A mentor who “listens, reflects and meets people where they are”: MSU Sociology professor stef shuster named 2023 Outstanding Faculty Mentor

June 11, 2024 - Karessa Weir

MSU Sociology associate professor stef shuster has been named the 2023 Outstanding Faculty Mentor from the MSU Graduate School. 
 
dr. stef shustershuster has a joint appointment with Lyman Briggs College.  
 
“A faculty member that co-chaired a dissertation committee with stef and saw their mentoring style firsthand stated, ‘stef listens, reflects, and meets people where they are without judgement and goes above and beyond to promote their ideas and ensure their success,’" said Kirsten Tollefson, Associate Dean of the Graduate School. 
 
“Many students, both current and former, from across several different programs supplied testimonials demonstrating how stef exemplifies MSUs Foundational Values for graduate student and faculty mentoring relationships.

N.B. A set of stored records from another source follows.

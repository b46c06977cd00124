//! Header menu visibility.
//!
//! DESIGN
//! ======
//! The mobile navigation menu and the profile popup never show together:
//! opening one closes the other. Any navigation click closes both.

#[cfg(test)]
#[path = "menu_test.rs"]
mod menu_test;

#[derive(Clone, Copy, Debug, Default, PartialEq, Eq)]
pub struct MenuState {
    pub navigation_open: bool,
    pub profile_open: bool,
}

impl MenuState {
    /// Flip the navigation menu and close the profile popup.
    pub fn toggle_navigation(&mut self) {
        self.navigation_open = !self.navigation_open;
        self.profile_open = false;
    }

    /// Flip the profile popup and close the navigation menu.
    pub fn toggle_profile(&mut self) {
        self.profile_open = !self.profile_open;
        self.navigation_open = false;
    }

    pub fn close_profile(&mut self) {
        self.profile_open = false;
    }

    /// Reset after a navigation click.
    pub fn close_all(&mut self) {
        *self = Self::default();
    }
}
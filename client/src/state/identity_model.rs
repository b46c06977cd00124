//! Identity view-model: keeps a published [`Identity`] in step with the session.
//!
//! ARCHITECTURE
//! ============
//! On mount the model runs one refresh and subscribes to session changes. A
//! notification with a session triggers another refresh; a notification
//! without one publishes the guest sentinel on the spot, with no network call.
//! A refresh reads the session user, fetches the profile row and publishes
//! the merge.
//!
//! CONCURRENCY
//! ===========
//! Refreshes can overlap (a sign-in notification while the mount refresh is in
//! flight). Every refresh and every guest publication takes a ticket from a
//! monotonic fence; a refresh publishes only if its ticket is still the latest
//! when it completes, so a slow response never overwrites a newer identity.
//! After `release` nothing publishes, including refreshes already in flight.

#[cfg(test)]
#[path = "identity_model_test.rs"]
mod identity_model_test;

use std::cell::{Cell, RefCell};
use std::rc::Rc;

use futures::future::LocalBoxFuture;

use super::identity::{Identity, ProfileDefaults, merge_profile};
use crate::net::backend::{ProfileRepository, SessionStore};
use crate::net::types::SessionEvent;
use crate::util::subscription::Subscription;

/// Look up the session user and profile row and merge them.
///
/// Never fails: a session lookup error shows the guest, a profile error falls
/// back to defaults.
pub async fn resolve_identity<S, P>(sessions: &S, profiles: &P, defaults: &ProfileDefaults) -> Identity
where
    S: SessionStore,
    P: ProfileRepository,
{
    let user = match sessions.current_user().await {
        Ok(Some(user)) => user,
        Ok(None) => return Identity::guest(),
        Err(e) => {
            log::warn!("session lookup failed, showing guest: {e}");
            return Identity::guest();
        }
    };

    let row = match profiles.profile(&user.id).await {
        Ok(row) => row,
        Err(e) => {
            log::warn!("profile fetch for {} failed, using defaults: {e}", user.id);
            None
        }
    };

    merge_profile(defaults, &user, row.as_ref())
}

/// End the session, logging failures. Returns whether sign-out succeeded.
pub async fn sign_out<S: SessionStore>(sessions: &S) -> bool {
    match sessions.sign_out().await {
        Ok(()) => true,
        Err(e) => {
            log::error!("sign out failed: {e}");
            false
        }
    }
}

/// Monotonic ticket counter; only the most recent ticket may publish.
#[derive(Debug, Default)]
pub struct RefreshFence {
    latest: Cell<u64>,
}

impl RefreshFence {
    /// Start a new unit of work, invalidating every earlier ticket.
    pub fn begin(&self) -> u64 {
        let ticket = self.latest.get() + 1;
        self.latest.set(ticket);
        ticket
    }

    #[must_use]
    pub fn is_current(&self, ticket: u64) -> bool {
        self.latest.get() == ticket
    }
}

/// Publishes the signed-in identity for one mounted component.
pub struct IdentityViewModel<S, P> {
    sessions: Rc<S>,
    profiles: Rc<P>,
    defaults: ProfileDefaults,
    publish: Box<dyn Fn(Identity)>,
    fence: RefreshFence,
    released: Cell<bool>,
    subscription: RefCell<Option<Subscription>>,
}

impl<S, P> IdentityViewModel<S, P>
where
    S: SessionStore + 'static,
    P: ProfileRepository + 'static,
{
    pub fn new<F>(sessions: Rc<S>, profiles: Rc<P>, publish: F) -> Rc<Self>
    where
        F: Fn(Identity) + 'static,
    {
        Rc::new(Self {
            sessions,
            profiles,
            defaults: ProfileDefaults::default(),
            publish: Box::new(publish),
            fence: RefreshFence::default(),
            released: Cell::new(false),
            subscription: RefCell::new(None),
        })
    }

    /// Subscribe to session changes and start the initial refresh.
    ///
    /// `spawn` runs a refresh task on the UI executor.
    pub fn mount<F>(self: &Rc<Self>, spawn: F)
    where
        F: Fn(LocalBoxFuture<'static, ()>) + 'static,
    {
        let spawn = Rc::new(spawn);

        let weak = Rc::downgrade(self);
        let spawn_on_change = Rc::clone(&spawn);
        let subscription = self.sessions.on_session_change(Rc::new(move |event: &SessionEvent| {
            let Some(model) = weak.upgrade() else {
                return;
            };
            if model.apply_session_change(event) {
                spawn_on_change(Box::pin(async move { model.refresh().await }));
            }
        }));
        if let Some(mut previous) = self.subscription.replace(Some(subscription)) {
            previous.release();
        }

        let model = Rc::clone(self);
        spawn(Box::pin(async move { model.refresh().await }));
    }

    /// React to a session transition. Returns `true` when a refresh is needed.
    pub fn apply_session_change(&self, event: &SessionEvent) -> bool {
        if self.released.get() {
            return false;
        }
        if event.has_session() {
            return true;
        }
        self.fence.begin();
        (self.publish)(Identity::guest());
        false
    }

    /// Recompute and publish the identity unless a newer refresh superseded it.
    pub async fn refresh(&self) {
        if self.released.get() {
            return;
        }
        let ticket = self.fence.begin();
        let identity = resolve_identity(&*self.sessions, &*self.profiles, &self.defaults).await;

        if self.released.get() {
            log::debug!("identity refresh #{ticket} completed after release; dropped");
            return;
        }
        if !self.fence.is_current(ticket) {
            log::debug!("discarding stale identity refresh #{ticket}");
            return;
        }
        (self.publish)(identity);
    }

    /// Stop listening and publishing. Idempotent.
    pub fn release(&self) {
        self.released.set(true);
        let subscription = self.subscription.borrow_mut().take();
        if let Some(mut subscription) = subscription {
            subscription.release();
        }
    }

    #[must_use]
    pub fn is_released(&self) -> bool {
        self.released.get()
    }
}
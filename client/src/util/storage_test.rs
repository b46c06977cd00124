use super::*;

#[cfg(not(feature = "hydrate"))]
#[test]
fn calls_outside_browser_are_no_ops() {
    save_json("sb-test-auth-token", &serde_json::json!({ "access_token": "jwt" }));
    assert_eq!(load_json::<serde_json::Value>("sb-test-auth-token"), None);
    remove("sb-test-auth-token");
    assert_eq!(load_json::<serde_json::Value>("sb-test-auth-token"), None);
}
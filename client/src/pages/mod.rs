//! Page modules for route-level screens.
//!
//! ARCHITECTURE
//! ============
//! Each page owns route-scoped orchestration and delegates rendering details
//! to `components`. Layouts wrap a route group with its navigation chrome.

pub mod layouts;
pub mod placeholder;
pub mod sign_in;
//! Networking modules for the hosted auth + table backend.
//!
//! SYSTEM CONTEXT
//! ==============
//! `backend` defines the seams the UI depends on, `supabase` implements them
//! over REST, `types` defines the wire schema and `error` the failure taxonomy.

pub mod backend;
pub mod error;
pub mod supabase;
pub mod types;
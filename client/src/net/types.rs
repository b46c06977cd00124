//! Wire DTOs for the auth (GoTrue) and table (PostgREST) endpoints.
//!
//! DESIGN
//! ======
//! Only the fields the UI reads are modeled; serde ignores the rest so backend
//! additions never break decoding.

#[cfg(test)]
#[path = "types_test.rs"]
mod types_test;

use serde::{Deserialize, Serialize};

/// The signed-in account as reported by the auth service.
#[derive(Clone, Debug, PartialEq, Eq, Serialize, Deserialize)]
pub struct SessionUser {
    /// Account id (UUID string), also the `profiles` primary key.
    pub id: String,
    /// Sign-in email. Absent for phone or anonymous accounts.
    #[serde(default)]
    pub email: Option<String>,
}

/// Token bundle returned by the token endpoint and kept in `localStorage`.
#[derive(Clone, Debug, PartialEq, Eq, Serialize, Deserialize)]
pub struct AuthSession {
    pub access_token: String,
    pub refresh_token: String,
    #[serde(default = "default_token_type")]
    pub token_type: String,
    /// Lifetime of `access_token` in seconds.
    #[serde(default)]
    pub expires_in: u64,
    /// Expiry as seconds since the Unix epoch, when the backend reports it.
    #[serde(default)]
    pub expires_at: Option<i64>,
    pub user: SessionUser,
}

fn default_token_type() -> String {
    "bearer".to_owned()
}

/// Display attributes stored in the `profiles` table.
#[derive(Clone, Debug, Default, PartialEq, Eq, Serialize, Deserialize)]
pub struct ProfileRow {
    #[serde(default)]
    pub username: Option<String>,
    #[serde(default)]
    pub role: Option<String>,
    #[serde(default)]
    pub avatar_url: Option<String>,
}

impl ProfileRow {
    /// Username if set and non-empty.
    #[must_use]
    pub fn username(&self) -> Option<&str> {
        non_empty(self.username.as_deref())
    }

    /// Role if set and non-empty.
    #[must_use]
    pub fn role(&self) -> Option<&str> {
        non_empty(self.role.as_deref())
    }

    /// Avatar URL if set and non-empty.
    #[must_use]
    pub fn avatar_url(&self) -> Option<&str> {
        non_empty(self.avatar_url.as_deref())
    }
}

fn non_empty(value: Option<&str>) -> Option<&str> {
    value.filter(|v| !v.is_empty())
}

/// Kind of auth transition being announced.
#[derive(Clone, Copy, Debug, PartialEq, Eq)]
pub enum SessionEventKind {
    SignedIn,
    SignedOut,
    TokenRefreshed,
}

/// Notification emitted on every auth transition.
#[derive(Clone, Debug, PartialEq, Eq)]
pub struct SessionEvent {
    pub kind: SessionEventKind,
    /// The session's user after the transition; `None` once signed out.
    pub user: Option<SessionUser>,
}

impl SessionEvent {
    #[must_use]
    pub fn signed_in(user: SessionUser) -> Self {
        Self { kind: SessionEventKind::SignedIn, user: Some(user) }
    }

    #[must_use]
    pub fn token_refreshed(user: SessionUser) -> Self {
        Self { kind: SessionEventKind::TokenRefreshed, user: Some(user) }
    }

    #[must_use]
    pub fn signed_out() -> Self {
        Self { kind: SessionEventKind::SignedOut, user: None }
    }

    #[must_use]
    pub fn has_session(&self) -> bool {
        self.user.is_some()
    }
}
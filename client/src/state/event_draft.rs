//! Local state for the "Create New Event" form.
//!
//! Inputs are addressed by their `name` attribute; a keystroke overwrites that
//! one field. A field is missing when it is the empty string, mirroring the
//! browser's `required` constraint (whitespace counts as a value).

#[cfg(test)]
#[path = "event_draft_test.rs"]
mod event_draft_test;

use serde::Serialize;

#[derive(Clone, Copy, Debug, PartialEq, Eq)]
pub enum EventField {
    Title,
    Date,
    Location,
    Description,
}

impl EventField {
    pub const ALL: [Self; 4] = [Self::Title, Self::Date, Self::Location, Self::Description];

    /// Input `name` attribute for this field.
    #[must_use]
    pub fn name(self) -> &'static str {
        match self {
            Self::Title => "title",
            Self::Date => "date",
            Self::Location => "location",
            Self::Description => "description",
        }
    }

    #[must_use]
    pub fn label(self) -> &'static str {
        match self {
            Self::Title => "Title",
            Self::Date => "Date",
            Self::Location => "Location",
            Self::Description => "Description",
        }
    }

    #[must_use]
    pub fn from_name(name: &str) -> Option<Self> {
        Self::ALL.into_iter().find(|field| field.name() == name)
    }
}

#[derive(Clone, Debug, Default, PartialEq, Eq, Serialize)]
pub struct EventDraft {
    pub title: String,
    pub date: String,
    pub location: String,
    pub description: String,
}

impl EventDraft {
    #[must_use]
    pub fn get(&self, field: EventField) -> &str {
        match field {
            EventField::Title => &self.title,
            EventField::Date => &self.date,
            EventField::Location => &self.location,
            EventField::Description => &self.description,
        }
    }

    /// Overwrite exactly `field`.
    pub fn set(&mut self, field: EventField, value: String) {
        let slot = match field {
            EventField::Title => &mut self.title,
            EventField::Date => &mut self.date,
            EventField::Location => &mut self.location,
            EventField::Description => &mut self.description,
        };
        *slot = value;
    }

    /// Overwrite the field whose input is named `name`. Unknown names are ignored.
    pub fn set_by_name(&mut self, name: &str, value: String) -> bool {
        match EventField::from_name(name) {
            Some(field) => {
                self.set(field, value);
                true
            }
            None => false,
        }
    }

    #[must_use]
    pub fn missing_fields(&self) -> Vec<EventField> {
        EventField::ALL
            .into_iter()
            .filter(|field| self.get(*field).is_empty())
            .collect()
    }
}

/// Confirmation shown after a complete draft is submitted. Nothing is stored.
pub const SUBMITTED_MESSAGE: &str = "Event logged (publishing is not connected yet).";

/// Handle a submit. Publishing is not wired to a backend yet: a complete
/// draft is only logged.
///
/// # Errors
///
/// Returns the fields still empty when the draft is incomplete.
pub fn submit(draft: &EventDraft) -> Result<(), Vec<EventField>> {
    let missing = draft.missing_fields();
    if !missing.is_empty() {
        return Err(missing);
    }
    match serde_json::to_string(draft) {
        Ok(json) => log::info!("event draft submitted: {json}"),
        Err(e) => log::warn!("event draft submitted but could not be serialized: {e}"),
    }
    Ok(())
}

/// Message listing the missing fields, e.g. `"Please fill in: Date, Location."`.
#[must_use]
pub fn missing_fields_message(missing: &[EventField]) -> String {
    let labels: Vec<&str> = missing.iter().map(|field| field.label()).collect();
    format!("Please fill in: {}.", labels.join(", "))
}
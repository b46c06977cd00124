mod config;
mod routes;

use config::{ConfigError, ServerConfig};

#[derive(Debug, thiserror::Error)]
enum ServerError {
    #[error(transparent)]
    Config(#[from] ConfigError),
    #[error("{0}")]
    Leptos(String),
    #[error("io error: {0}")]
    Io(#[from] std::io::Error),
}

#[tokio::main]
async fn main() -> Result<(), ServerError> {
    // A missing .env is fine; the process environment still applies.
    let _ = dotenvy::dotenv();
    tracing_subscriber::fmt::init();

    let config = ServerConfig::from_env()?;
    let app = routes::leptos_app().map_err(ServerError::Leptos)?;

    let addr = config.socket_addr();
    let listener = tokio::net::TcpListener::bind(addr).await?;

    tracing::info!(%addr, "career-compass listening");
    axum::serve(listener, app).await?;
    Ok(())
}
//! Global request deadline.
//!
//! Backend calls race a timer; whichever settles first wins. The race itself is
//! executor-agnostic so it can be driven in native tests, while the browser
//! build supplies a `gloo-timers` deadline.

#[cfg(test)]
#[path = "timeout_test.rs"]
mod timeout_test;

use std::future::Future;
use std::pin::pin;

use futures::future::{Either, select};

use crate::net::error::BackendError;

/// Resolve `operation` unless `deadline` completes first.
///
/// When both are ready on the same poll the operation wins.
///
/// # Errors
///
/// Returns [`BackendError::Timeout`] carrying `timeout_ms` if the deadline fires first.
pub async fn race_deadline<F, D>(operation: F, deadline: D, timeout_ms: u64) -> Result<F::Output, BackendError>
where
    F: Future,
    D: Future<Output = ()>,
{
    let operation = pin!(operation);
    let deadline = pin!(deadline);
    match select(operation, deadline).await {
        Either::Left((output, _)) => Ok(output),
        Either::Right(((), _)) => Err(BackendError::Timeout(timeout_ms)),
    }
}

/// Resolve `operation` within `timeout_ms` of browser time.
///
/// # Errors
///
/// Returns [`BackendError::Timeout`] when the deadline elapses first.
#[cfg(feature = "hydrate")]
pub async fn with_timeout<F>(operation: F, timeout_ms: u64) -> Result<F::Output, BackendError>
where
    F: Future,
{
    let millis = u32::try_from(timeout_ms).unwrap_or(u32::MAX);
    let deadline = gloo_timers::future::TimeoutFuture::new(millis);
    race_deadline(operation, deadline, timeout_ms).await
}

The statements demonstrated how Dr. shuster helped them obtain jobs, publish their research, make informed career decisions, and led by example on how to be a good mentor,” she wrote. 
 
In honor of the award, the Graduate School will provide with a $1,500 award to support shuster’s mentoring activities and an engraved plaque. 
 
“It is an absolute joy and honor to have been recognized with this award for mentoring students. I have benefitted in countless ways from my own mentoring networks and am compelled to ‘pay it forward’ by helping early career scholars navigate the hidden curriculum of academia and job market while activating a publication pipeline so that all students, especially underrepresented students, can thrive in their chosen careers,” shuster said. 
 
“I’ve had the distinct pleasure of watching stef mentor both students and colleagues and am ceaselessly impressed with their patience, tact, and ability to provide rigorous and generative feedback in a supportive and uplifting way. stef is truly working to build the next generation of scholars who, I hope, will pay it forward in their own ways,” said Sociology Chair Carla Pfeffer. 
 
shuster was nominated for the award by MSU Sociology graduate student Gerald Nowak, who wrote that when he first met stef, they stood out as being “sincere, empathetic and present during our conversations.” Nowak also submitted a wide variety of testimonials from other students shuster has impacted. 
 
“stef has offered invaluable expertise, opportunity, and scientific training to many students across the full social scientific research cycle and helped dispel the hidden aspects of professionalization into academic and alt-academic jobs, with compassion and integrity. They have helped people obtain jobs, publish work in high impact journals, make informed career decisions, and consistently invests in mentoring and training graduate students – both at MSU and institutions around the country. Not only do these testimonials demonstrate that impactful mentorship was offered by stef, but each of these stakeholders has detailed how they personally benefitted from this level of attention from a faculty member who helped them thrive in their careers. What makes stef’s case for this award particularly strong is that mentoring each of their mentees involved a substantial time commitment for an assistant professor at an R1 doctoral institution – a place where research productivity is valued above all else. “Yet somehow, despite the need to ‘publish or perish,’ stef managed to lift up the lives and careers of others,” Nowak wrote. 
 
Additionally, MSU Sociology Associate Professor Stephanie Nawyn and Sandy Marquart-Pyatt, Professor of Geography, Environment and Spatial Sciences wrote to support shuster’s nomination for their work with students at the Center for Gender in Global Context (GenCen). 
 
“stef shuster is an exceptional mentor and colleague who is fully invested in promoting student success and doing good science. They are able to navigate difficult conversations and situations with ease, always focusing on what the optimal outcome should be and how to reach that goal collaboratively,” Nawyn and Marquart-Pyatt wrote.